Study on the Critical Raw Materials for the EU 2023 - Final Report
ID 19366 | 04.04.2023
The EU assessment of Critical raw materials (CRMs) has been launched as the first action of the EU Raw Materials Initiative (RMI) of 2008. This EU policy pursues a diversification strategy for securing non-energy raw materials for EU industrial value chains and societal well-being. Diversification of supply concerns reducing dependencies in all dimensions - by sourcing of primary raw materials from the EU and third countries, increasing secondary raw materials supply through resource efficiency and circularity, and finding alternatives to scarce raw materials.
One of the priority actions of the RMI was to establish a list of critical raw materials at EU level. The first list was published in 2011 and it is updated every three years to regularly assess the criticality of raw materials for the EU. CRMs are considered to be those that have high economic importance for the EU (based on the value added of corresponding EU manufacturing sectors, corrected by a substitution index) and a high supply risk (based on supply concentration at global and EU levels weighted by a governance performance index, corrected by recycling and substitution parameters).
The first assessment (2011) identified 14 CRMs out of the 41 candidate raw materials, in 2014, 20 out of 54 candidates, in 2017, 27 CRMs out of 78 candidates, and in 2020, 30 out of 83 candidates.
Pressure on resources will increase - due to increasing global population, industrialisation, digitalisation, increasing demand from developing countries and the transition to climate neutrality with metals, minerals and biotic materials used in low emission technologies and products. OECD forecasts that global materials demand will more than double from 79 billion tonnes today to 167 billion tonnes in 2060. Global competition for resources will become fierce in the coming decade.
Dependence of critical raw materials may soon replace today's dependence on oil.
Raw materials are indispensable for the EU’s industry and stand at the very beginning of each value chain. Amongst the non-energy, non-agricultural raw materials that are assessed by the European Commission, some are defined as critical based on objective criteria including their economic importance and their supply risk. CRMs are often produced and used in relatively small quantities4 but have special characteristics that make them essential ingredients for products in strategic areas such as renewable energy, digital, aerospace and defence technologies.
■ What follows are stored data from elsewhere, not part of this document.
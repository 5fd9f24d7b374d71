//! A streaming decoder for the JAZELLE container format used by the SLD
//! experiment's MiniDST pipeline: nested physical/logical record framing,
//! VAX F_FLOAT numeric decoding, and a fixed catalog of typed banks
//! (particles, tracks, clusters, PID hypotheses), assembled into a sequence
//! of [`EventRecord`] values.
//!
//! The entry point is [`EventAssembler`]: construct one from any [`Read`]er
//! positioned at the start of a JAZELLE file, then iterate it for
//! `Result<EventRecord, RecordError>` values, one per event. Iteration ends
//! cleanly at a physical record boundary; any other I/O or framing failure
//! surfaces as an error carrying the logical record number it was found at.
//!
//! ```no_run
//! use std::fs::File;
//! use jazelle::EventAssembler;
//!
//! # fn main() -> Result<(), Box<dyn std::error::Error>> {
//! let file = File::open("run1065.dst")?;
//! let assembler = EventAssembler::new(file)?;
//! for event in assembler {
//!     let event = event?;
//!     println!("run {} event {}: {} tracks", event.run, event.event, event.tracks.len());
//! }
//! # Ok(())
//! # }
//! ```
//!
//! [`Read`]: std::io::Read

mod assembler;
mod banks;
mod binary_parsing;
mod buffer;
mod error;
mod event;
mod logical;
mod physical;
mod reader;
mod vax;

pub use assembler::EventAssembler;
pub use banks::{
    Cridhyp, PhchrgRecord, PhcridRecord, PhkelidRecord, PhklusRecord, PhktrkRecord, Phmtoc,
    PhpsumRecord, PhwicRecord,
};
pub use error::{JazelleError, RecordError};
pub use event::{EventHeader, EventRecord, FileHeader};
pub use vax::{ticks_to_timestamp, vax_f32_to_ieee, vax_f32_to_ieee_bulk};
Well-known examples include the rare earths elements found in the permanent magnets used to manufacture wind turbines motors, lithium used for batteries, and silicon used for semiconductors.
In light of these applications, critical raw materials are key to enable the European industry to meet the political goals of the EU. The European Green Deal6, the REPowerEU Communication7, the Joint Communication on Defence Investment Gaps Analysis and Way Forward8 and the Digital Strategy9 have all established objectives or targets to achieve the green and digital transitions and strengthen the EU’s resilience and strategic autonomy, which depend on the availability of critical raw materials, while the European Commission has already began the implementation of the action plan set up in the 2020 Communication on Critical Raw Materials.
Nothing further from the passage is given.